Iam planning to setup linux box as a router and firewall with two nics , my isp has given the following ip segment
1. 184.108.40.206/30 ( in this 220.127.116.11 has been configured to the subscriber unit by the ISP )
2. ISP has asked us to use 18.104.22.168/30 for the router
3. they have give the LAN public ip segment 22.214.171.124/29 ( our usable ip 's are 126.96.36.199 to 188.8.131.52)

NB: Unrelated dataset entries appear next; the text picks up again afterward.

//! The vault: seals secrets on submission, opens them for the reveal.

use std::fmt;
use std::str::FromStr;

use aes_gcm::Aes256Gcm;
use aes_gcm::aead::generic_array::GenericArray;
use aes_gcm::aead::{AeadInPlace, KeyInit};
use rand::Rng;
use zeroize::Zeroizing;

use crate::envelope::{FORMAT_VERSION, NONCE_LEN, TAG_LEN};
use crate::{MasterKey, SecretEnvelope, VaultError};

/// Domain separator bound into every envelope's associated data.
const AAD_PREFIX: &[u8] = b"stakemate/secret-envelope/v";

// ---------------------------------------------------------------------------
// Profile / VaultMode
// ---------------------------------------------------------------------------

/// Deployment profile. Decides whether the ephemeral-key fallback is allowed.
#[derive(Debug, Clone, Copy, PartialEq, Eq, Default)]
pub enum Profile {
    /// Local development: a missing key falls back to [`VaultMode::Ephemeral`].
    #[default]
    Development,
    /// Real deployments: a missing key is a startup error.
    Production,
}

impl fmt::Display for Profile {
    fn fmt(&self, f: &mut fmt::Formatter<'_>) -> fmt::Result {
        match self {
            Self::Development => write!(f, "development"),
            Self::Production => write!(f, "production"),
        }
    }
}

impl FromStr for Profile {
    type Err = String;

    fn from_str(s: &str) -> Result<Self, Self::Err> {
        match s.trim().to_ascii_lowercase().as_str() {
            "development" | "dev" => Ok(Self::Development),
            "production" | "prod" => Ok(Self::Production),
            other => Err(format!(
                "unknown profile {other:?} (expected development or production)"
            )),
        }
    }
}

/// Where the vault's key came from.
#[derive(Debug, Clone, Copy, PartialEq, Eq)]
pub enum VaultMode {
    /// Operator-provided key. Envelopes survive as long as the key does.
    Configured,
    /// Random per-process key. Every envelope becomes unrecoverable when the
    /// process exits.
    Ephemeral,
}

impl fmt::Display for VaultMode {
    fn fmt(&self, f: &mut fmt::Formatter<'_>) -> fmt::Result {
        match self {
            Self::Configured => write!(f, "configured"),
            Self::Ephemeral => write!(f, "ephemeral"),
        }
    }
}

// ---------------------------------------------------------------------------
// SecretVault
// ---------------------------------------------------------------------------

/// Authenticated encryption for player secrets.
///
/// Every call to [`encrypt`](Self::encrypt) draws a fresh random 96-bit
/// nonce. With random nonces the collision risk stays below 2^-32 for the
/// first 2^32 envelopes under one key, far beyond what one process sees; an
/// operator rotating keys on restart resets the count.
pub struct SecretVault {
    cipher: Aes256Gcm,
    mode: VaultMode,
}

impl SecretVault {
    /// Creates a vault around an operator-provided key.
    pub fn new(key: MasterKey) -> Self {
        Self::with_mode(&key, VaultMode::Configured)
    }

    /// Creates a vault with a random key that dies with the process.
    ///
    /// Logs a warning: this mode exists for local development only.
    pub fn ephemeral() -> Self {
        tracing::warn!(
            "no master key configured: secrets are sealed with an EPHEMERAL key \
             and become unrecoverable if the process restarts; \
             set STAKEMATE_MASTER_KEY for anything but local development"
        );
        Self::with_mode(&MasterKey::generate(), VaultMode::Ephemeral)
    }

    /// Builds the vault from startup configuration.
    ///
    /// `key` is the base64 master key, if any. Without one, the
    /// development profile falls back to [`VaultMode::Ephemeral`] and the
    /// production profile refuses to start.
    ///
    /// # Errors
    /// - [`VaultError::InvalidKey`] if `key` is malformed
    /// - [`VaultError::MissingKey`] if `key` is absent under
    ///   [`Profile::Production`]
    pub fn from_config(
        key: Option<&str>,
        profile: Profile,
    ) -> Result<Self, VaultError> {
        match key.map(str::trim).filter(|k| !k.is_empty()) {
            Some(encoded) => {
                let vault = Self::new(MasterKey::from_base64(encoded)?);
                tracing::info!(%profile, "secret vault using configured key");
                Ok(vault)
            }
            None if profile == Profile::Production => {
                Err(VaultError::MissingKey(profile))
            }
            None => Ok(Self::ephemeral()),
        }
    }

    fn with_mode(key: &MasterKey, mode: VaultMode) -> Self {
        let cipher = Aes256Gcm::new(GenericArray::from_slice(key.as_bytes()));
        Self { cipher, mode }
    }

    /// Returns where the key came from.
    pub fn mode(&self) -> VaultMode {
        self.mode
    }

    /// Seals a secret into a new envelope.
    ///
    /// # Errors
    /// [`VaultError::EncryptionFailed`] only if the plaintext exceeds the
    /// AES-GCM message limit.
    pub fn encrypt(&self, plaintext: &str) -> Result<SecretEnvelope, VaultError> {
        let mut nonce = [0u8; NONCE_LEN];
        rand::rng().fill(&mut nonce);

        let mut buffer = plaintext.as_bytes().to_vec();
        let tag = self
            .cipher
            .encrypt_in_place_detached(
                GenericArray::from_slice(&nonce),
                &associated_data(FORMAT_VERSION),
                &mut buffer,
            )
            .map_err(|_| VaultError::EncryptionFailed)?;

        let mut tag_bytes = [0u8; TAG_LEN];
        tag_bytes.copy_from_slice(tag.as_slice());

        Ok(SecretEnvelope::from_parts(
            buffer,
            nonce,
            tag_bytes,
            FORMAT_VERSION,
        ))
    }

    /// Opens an envelope.
    ///
    /// # Errors
    /// - [`VaultError::UnsupportedFormatVersion`] for an unknown layout
    /// - [`VaultError::TamperedOrWrongKey`] if authentication fails
    pub fn decrypt(
        &self,
        envelope: &SecretEnvelope,
    ) -> Result<Zeroizing<String>, VaultError> {
        let version = envelope.format_version();
        if version != FORMAT_VERSION {
            return Err(VaultError::UnsupportedFormatVersion(version));
        }

        let mut buffer = Zeroizing::new(envelope.ciphertext().to_vec());
        self.cipher
            .decrypt_in_place_detached(
                GenericArray::from_slice(envelope.nonce()),
                &associated_data(version),
                buffer.as_mut_slice(),
                GenericArray::from_slice(envelope.tag()),
            )
            .map_err(|_| VaultError::TamperedOrWrongKey)?;

        let bytes = std::mem::take(&mut *buffer);
        match String::from_utf8(bytes) {
            Ok(text) => Ok(Zeroizing::new(text)),
            Err(e) => {
                drop(Zeroizing::new(e.into_bytes()));
                Err(VaultError::InvalidPlaintext)
            }
        }
    }
}

impl fmt::Debug for SecretVault {
    fn fmt(&self, f: &mut fmt::Formatter<'_>) -> fmt::Result {
        f.debug_struct("SecretVault")
            .field("mode", &self.mode)
            .finish_non_exhaustive()
    }
}

fn associated_data(version: u8) -> Vec<u8> {
    let mut aad = AAD_PREFIX.to_vec();
    aad.push(version);
    aad
}

#[cfg(test)]
mod tests {
    use super::*;

    fn vault() -> SecretVault {
        SecretVault::new(MasterKey::from_bytes([42u8; 32]))
    }

    #[test]
    fn test_encrypt_decrypt_round_trip() {
        let vault = vault();
        let envelope = vault.encrypt("beta").unwrap();
        assert_eq!(vault.decrypt(&envelope).unwrap().as_str(), "beta");
    }

    #[test]
    fn test_ciphertext_does_not_contain_plaintext() {
        let envelope = vault().encrypt("my very secret text").unwrap();
        assert_eq!(envelope.ciphertext().len(), "my very secret text".len());
        assert_ne!(envelope.ciphertext(), b"my very secret text");
        assert_eq!(envelope.format_version(), FORMAT_VERSION);
    }

    #[test]
    fn test_nonces_are_fresh_per_call() {
        let vault = vault();
        let a = vault.encrypt("same").unwrap();
        let b = vault.encrypt("same").unwrap();
        assert_ne!(a.nonce(), b.nonce());
        assert_ne!(a.ciphertext(), b.ciphertext());
    }

    #[test]
    fn test_from_config_production_without_key_is_rejected() {
        let err = SecretVault::from_config(None, Profile::Production).unwrap_err();
        assert!(matches!(err, VaultError::MissingKey(Profile::Production)));
    }

    #[test]
    fn test_from_config_production_blank_key_is_rejected() {
        let result = SecretVault::from_config(Some("   "), Profile::Production);
        assert!(matches!(result, Err(VaultError::MissingKey(_))));
    }

    #[test]
    fn test_from_config_development_without_key_is_ephemeral() {
        let vault = SecretVault::from_config(None, Profile::Development).unwrap();
        assert_eq!(vault.mode(), VaultMode::Ephemeral);
    }

    #[test]
    fn test_from_config_with_key_is_configured() {
        let key = "KioqKioqKioqKioqKioqKioqKioqKioqKioqKioqKio=";
        let vault = SecretVault::from_config(Some(key), Profile::Production).unwrap();
        assert_eq!(vault.mode(), VaultMode::Configured);
    }

    #[test]
    fn test_profile_parse() {
        assert_eq!("production".parse::<Profile>().unwrap(), Profile::Production);
        assert_eq!(" Dev ".parse::<Profile>().unwrap(), Profile::Development);
        assert!("staging".parse::<Profile>().is_err());
    }
}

Now my requirement is to make one linux box as router and firewall by making use of the router IP 184.108.40.206 for the eth1 interface and 192.168.1.245 for eth0 interface and the same firewall system will function as transparent proxy server for the lan users
and one linux machine say box-1 works as a DNS , SAMBA , APACHE , MYSQL , FTP ( this will be of private ip ) but in the router DNAT will be done for this server
similarly SNAT for few ips are done in the firewall .
I think one possible method which i know is make use of only one public ip 220.127.116.11 and configure it as router and firewallwall make SNAT and DNAT rules for few private ip 's running the mail server , ftp server , apache server in this case i will not be able use the other public lan ip's which is assigned to us that is 18.104.22.168/29 it is okay i do not mind by not making use of the public lan ip's 22.214.171.124/29 but i would like to know is this a suggested method if not please please suggest me the better method.